Symptoms alone not an indicator of myocardial injury after vaccination
Researchers have found evidence of heart muscle inflammation in a small number of patients with acute myocarditis after COVID-19 vaccination, but not in patients without acute myocarditis, according to a study published in Radiology: Cardiothoracic Imaging, a journal of the Radiological Society of North America (RSNA).
“To our knowledge, this is the first prospective study to report comprehensive cardiac investigations and imaging in both symptomatic and asymptomatic patients after COVID-19 vaccination,” says the study’s senior author Kate Hanneman, MD, MPH, associate professor in the Department of Medical Imaging and director of cardiac imaging research at the University of Toronto.
It has been reported that billions of people worldwide have received at least one dose of a COVID-19 vaccine. Some instances of myocarditis (non-ischemic inflammation of the heart muscle) have been reported following administration of mRNA-based COVID-19 vaccines. Myocarditis can affect the heart’s rhythm and ability to pump blood and may leave behind lasting damage in the form of scarring of the heart muscle.
Most instances of myocarditis after COVID-19 vaccination have occurred in adolescent and young adult males. However, the overall risk is very low.
Some patients may experience cardiac symptoms after vaccination, including shortness of breath, palpitations, and chest pain, yet do not meet diagnostic criteria for acute myocarditis.
“We know that some patients are at risk of myocarditis following mRNA-based COVID-19,” Hanneman said. “However, there are limited data on potential myocardial tissue changes in patients who are asymptomatic after COVID-19 vaccination. Similarly, we have very limited data to date on patients who present with new symptoms after vaccination but do not meet diagnostic criteria for acute myocarditis.”

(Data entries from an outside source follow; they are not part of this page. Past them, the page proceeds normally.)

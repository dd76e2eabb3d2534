//! CLI output formatting utilities.

use console::style;
use indicatif::{ProgressBar, ProgressStyle};

/// Output helper for CLI formatting.
pub struct Output;

impl Output {
    /// Print an info message.
    pub fn info(msg: &str) {
        println!("{} {}", style(">>").cyan().bold(), msg);
    }

    /// Print a success message.
    pub fn success(msg: &str) {
        println!("{} {}", style(">>").green().bold(), msg);
    }

    /// Print a warning message.
    pub fn warning(msg: &str) {
        eprintln!("{} {}", style(">>").yellow().bold(), msg);
    }

    /// Print an error message.
    pub fn error(msg: &str) {
        eprintln!("{} {}", style(">>").red().bold(), msg);
    }

    /// Print a header.
    pub fn header(msg: &str) {
        println!("\n{}", style(msg).bold().underlined());
    }

    /// Print a key-value pair.
    pub fn kv(key: &str, value: &str) {
        println!("  {}: {}", style(key).dim(), value);
    }

    /// Print an indexed episode line.
    pub fn episode_info(label: &str, chunks: u32) {
        println!(
            "  {} {} ({} chunks)",
            style("*").cyan(),
            style(label).bold(),
            chunks
        );
    }

    /// Print an answer citation.
    pub fn citation(label: &str, start_line: usize, end_line: usize, quote: &str) {
        println!(
            "\n{} {} {}",
            style(">>").green(),
            style(label).bold(),
            style(format!("lines {}-{}", start_line, end_line)).cyan()
        );
        println!("   {}", text_preview(quote, 200));
    }

    /// Print a search result.
    pub fn search_result(label: &str, start_line: usize, end_line: usize, score: f32, text: &str) {
        println!(
            "\n{} {} {} (score: {:.2})",
            style(">>").green(),
            style(label).bold(),
            style(format!("lines {}-{}", start_line, end_line)).cyan(),
            score
        );
        println!("   {}", text_preview(text, 200));
    }

    /// Create a spinner.
    pub fn spinner(msg: &str) -> ProgressBar {
        let pb = ProgressBar::new_spinner();
        pb.set_style(
            ProgressStyle::default_spinner()
                .template("{spinner:.green} {msg}")
                .unwrap(),
        );
        pb.set_message(msg.to_string());
        pb.enable_steady_tick(std::time::Duration::from_millis(100));
        pb
    }
}

/// Truncate text with ellipsis.
fn text_preview(text: &str, max_len: usize) -> String {
    let text = text.replace('\n', " / ");
    if text.chars().count() <= max_len {
        text
    } else {
        let truncated: String = text.chars().take(max_len).collect();
        format!("{}...", truncated)
    }
}
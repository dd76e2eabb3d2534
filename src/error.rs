//! Error types for Replikk.

use thiserror::Error;

/// Library-level error type for Replikk operations.
#[derive(Error, Debug)]
pub enum ReplikkError {
    #[error("Configuration error: {0}")]
    Config(String),

    #[error("Invalid subtitle filename: {0}")]
    InvalidFilename(String),

    #[error("Episode has no usable dialogue lines: {0}")]
    EmptyEpisode(String),

    #[error("Embedding generation failed: {0}")]
    Embedding(String),

    #[error("Answer generation failed: {0}")]
    Generation(String),

    #[error("The index is empty. Run 'replikk index' to build it first.")]
    EmptyIndex,

    #[error("Vector store error: {0}")]
    VectorStore(String),

    #[error("IO error: {0}")]
    Io(#[from] std::io::Error),

    #[error("JSON error: {0}")]
    Json(#[from] serde_json::Error),

    #[error("TOML parse error: {0}")]
    TomlParse(#[from] toml::de::Error),

    #[error("HTTP error: {0}")]
    Http(#[from] reqwest::Error),

    #[error("Database error: {0}")]
    Database(#[from] rusqlite::Error),

    #[error("OpenAI API error: {0}")]
    OpenAI(String),

    #[error("Invalid input: {0}")]
    InvalidInput(String),
}

/// Result type alias for Replikk operations.
pub type Result<T> = std::result::Result<T, ReplikkError>;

Cardiac MRI plays a role in the assessment of acute myocarditis with unparalleled ability for noninvasive characterization of myocardial tissue. Cardiac fluorine 18 (18F) fluorodeoxyglucose (FDG) PET allows for assessment of changes in myocardial metabolism.

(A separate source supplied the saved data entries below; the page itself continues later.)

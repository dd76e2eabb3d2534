//! CLI module for Replikk.

pub mod commands;
mod output;
pub mod preflight;

pub use output::Output;

use clap::{Parser, Subcommand};

/// Replikk - Subtitle RAG
///
/// A CLI tool that indexes a season of TV subtitles and answers questions
/// about it with cited dialogue. The name "Replikk" comes from the Norwegian
/// word for a line of dialogue.
#[derive(Parser, Debug)]
#[command(name = "replikk")]
#[command(version, about, long_about = None)]
pub struct Cli {
    /// Increase verbosity (-v for debug, -vv for trace)
    #[arg(short, long, action = clap::ArgAction::Count, global = true)]
    pub verbose: u8,

    /// Path to configuration file
    #[arg(short, long, global = true)]
    pub config: Option<String>,

    #[command(subcommand)]
    pub command: Commands,
}

#[derive(Subcommand, Debug)]
pub enum Commands {
    /// Build or update the subtitle index
    Index {
        /// Directory containing SxxEyy.txt subtitle files (overrides config)
        #[arg(short, long)]
        dir: Option<String>,

        /// Drop the existing index and rebuild from scratch
        #[arg(short, long)]
        rebuild: bool,
    },

    /// Ask a question and get a cited answer from the indexed season
    Ask {
        /// The question to ask
        question: String,

        /// LLM model to use for answer generation
        #[arg(short, long)]
        model: Option<String>,

        /// Number of chunks to retrieve
        #[arg(short = 'k', long)]
        top_k: Option<usize>,
    },

    /// Search for dialogue without generating an answer
    Search {
        /// Search query
        query: String,

        /// Maximum number of results
        #[arg(short, long, default_value = "5")]
        limit: usize,
    },

    /// Start an interactive question session
    Chat {
        /// LLM model to use
        #[arg(short, long)]
        model: Option<String>,
    },

    /// List indexed episodes
    List,

    /// Manage configuration
    Config {
        #[command(subcommand)]
        action: ConfigAction,
    },
}

#[derive(Subcommand, Debug)]
pub enum ConfigAction {
    /// Show current configuration
    Show,

    /// Set a configuration value
    Set {
        /// Configuration key (e.g., "rag.model")
        key: String,
        /// Configuration value
        value: String,
    },

    /// Open configuration file in editor
    Edit,

    /// Show configuration file path
    Path,
}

For this prospective study, Hanneman and a multi-disciplinary team of radiology, cardiology and vascular biology researchers set out to investigate cardiac effects of COVID-19 vaccination at two-month follow-up and relate cardiac symptoms to myocardial tissue changes on FDG PET/MRI, blood biomarkers, health-related quality of life and adverse outcomes.

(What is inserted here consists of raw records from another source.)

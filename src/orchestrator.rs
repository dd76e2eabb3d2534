//! Pipeline orchestrator for Replikk.
//!
//! Wires configuration into concrete components and coordinates the offline
//! pipeline (load, chunk, embed, index) and the online one (retrieve, answer).

use crate::chunking::{chunk_corpus, ChunkingConfig};
use crate::config::{Prompts, Settings};
use crate::embedding::{Embedder, OpenAIEmbedder};
use crate::error::{ReplikkError, Result};
use crate::generation::{Generator, OpenAIGenerator};
use crate::indexer::{IndexMode, IndexReport, Indexer};
use crate::rag::{Answer, RagEngine, RetrievalResult};
use crate::subtitles::{load_directory, SkippedFile};
use crate::vector_store::{IndexedEpisode, MemoryVectorStore, SqliteVectorStore, VectorStore};
use std::path::Path;
use std::sync::Arc;
use std::time::Duration;
use tracing::{info, instrument};

/// The main orchestrator for the Replikk pipeline.
pub struct Orchestrator {
    settings: Settings,
    prompts: Prompts,
    embedder: Arc<dyn Embedder>,
    generator: Arc<dyn Generator>,
    vector_store: Arc<dyn VectorStore>,
}

impl Orchestrator {
    /// Create a new orchestrator from settings.
    pub fn new(settings: Settings) -> Result<Self> {
        let prompts = Prompts::load(
            settings.prompts.custom_dir.as_deref(),
            Some(&settings.prompts.variables),
        )?;

        let embedder = Arc::new(OpenAIEmbedder::with_config(
            &settings.embedding.model,
            settings.embedding.dimensions as usize,
            Duration::from_secs(settings.embedding.request_timeout_seconds),
        ));

        let generator = Arc::new(OpenAIGenerator::with_config(
            &settings.rag.model,
            settings.rag.temperature,
            settings.rag.max_tokens,
            Duration::from_secs(settings.rag.request_timeout_seconds),
        ));

        let vector_store: Arc<dyn VectorStore> = match settings.vector_store.provider.as_str() {
            "memory" => Arc::new(MemoryVectorStore::new()),
            "sqlite" => {
                let path = settings.sqlite_path();
                if let Some(parent) = path.parent() {
                    std::fs::create_dir_all(parent)?;
                }
                Arc::new(SqliteVectorStore::new(&path)?)
            }
            other => {
                return Err(ReplikkError::Config(format!(
                    "Unknown vector store provider: {}",
                    other
                )))
            }
        };

        Ok(Self {
            settings,
            prompts,
            embedder,
            generator,
            vector_store,
        })
    }

    /// Create an orchestrator with custom components.
    pub fn with_components(
        settings: Settings,
        prompts: Prompts,
        embedder: Arc<dyn Embedder>,
        generator: Arc<dyn Generator>,
        vector_store: Arc<dyn VectorStore>,
    ) -> Self {
        Self {
            settings,
            prompts,
            embedder,
            generator,
            vector_store,
        }
    }

    /// Get a reference to the vector store.
    pub fn vector_store(&self) -> Arc<dyn VectorStore> {
        self.vector_store.clone()
    }

    /// Get the settings.
    pub fn settings(&self) -> &Settings {
        &self.settings
    }

    /// Load subtitles, chunk them, and build the index.
    ///
    /// Returns the index report and any files skipped during loading.
    #[instrument(skip(self, subtitle_dir), fields(dir = %subtitle_dir.display(), ?mode))]
    pub async fn build_index(
        &self,
        subtitle_dir: &Path,
        mode: IndexMode,
    ) -> Result<(IndexReport, Vec<SkippedFile>)> {
        let corpus = load_directory(subtitle_dir)?;
        info!(
            "Loaded {} episodes ({} dialogue lines)",
            corpus.episodes.len(),
            corpus.line_count()
        );

        let chunking = ChunkingConfig {
            window_lines: self.settings.chunking.window_lines,
            overlap_lines: self.settings.chunking.overlap_lines,
        };
        let chunks = chunk_corpus(&corpus, &chunking)?;
        info!("Created {} chunks", chunks.len());

        let indexer = Indexer::new(self.vector_store.clone(), self.embedder.clone());
        let report = indexer.build(chunks, mode).await?;

        Ok((report, corpus.skipped))
    }

    /// Answer a question from the indexed subtitles.
    pub async fn ask(&self, question: &str, top_k: Option<usize>) -> Result<Answer> {
        self.engine(top_k).ask(question).await
    }

    /// Retrieve chunks for a question without generating an answer.
    pub async fn search(&self, question: &str, limit: usize) -> Result<Vec<RetrievalResult>> {
        self.engine(None).search(question, limit).await
    }

    /// List indexed episodes with chunk counts.
    pub async fn list_episodes(&self) -> Result<Vec<IndexedEpisode>> {
        self.vector_store.list_episodes().await
    }

    fn engine(&self, top_k: Option<usize>) -> RagEngine {
        RagEngine::new(
            self.vector_store.clone(),
            self.embedder.clone(),
            self.generator.clone(),
            top_k.unwrap_or(self.settings.rag.top_k),
        )
        .with_prompts(self.prompts.clone())
    }
}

It was reported that 54 participants were evaluated a median of 72 days after COVID-19 vaccination, 17 were symptomatic with myocarditis, 17 were symptomatic without myocarditis, and 20 were asymptomatic.
Researchers noted that no participants in the symptomatic without myocarditis or asymptomatic groups had focal FDG uptake, myocardial edema or impaired ventricular function. However, participants with symptomatic myocarditis had focal FDG uptake. Health-related quality of life was lower in the symptomatic myocarditis group than the asymptomatic group. There were no adverse cardiac events beyond myocarditis in any participant.
“None of the symptomatic participants in our study who did not meet diagnostic criteria for acute myocarditis had elevated troponin levels, impaired left ventricular function, or detectable cardiac inflammation two months after COVID-19 vaccination,” Hanneman said. “This suggests that symptoms alone are a poor indicator of myocardial injury after vaccination.”
The results also suggested that subclinical myocardial injury is not common after COVID-19 vaccination, based on normal cardiac PET, ECG, and blood biomarker findings in the asymptomatic patient group, according to the team. The researchers hope these findings reassure patients who did not experience symptoms after COVID-19 vaccination but worry about the possibility of subclinical cardiac disease.
Hanneman cautioned that further study is needed to investigate non-cardiovascular causes of symptoms after vaccination in individuals who do not meet diagnostic criteria for acute myocarditis.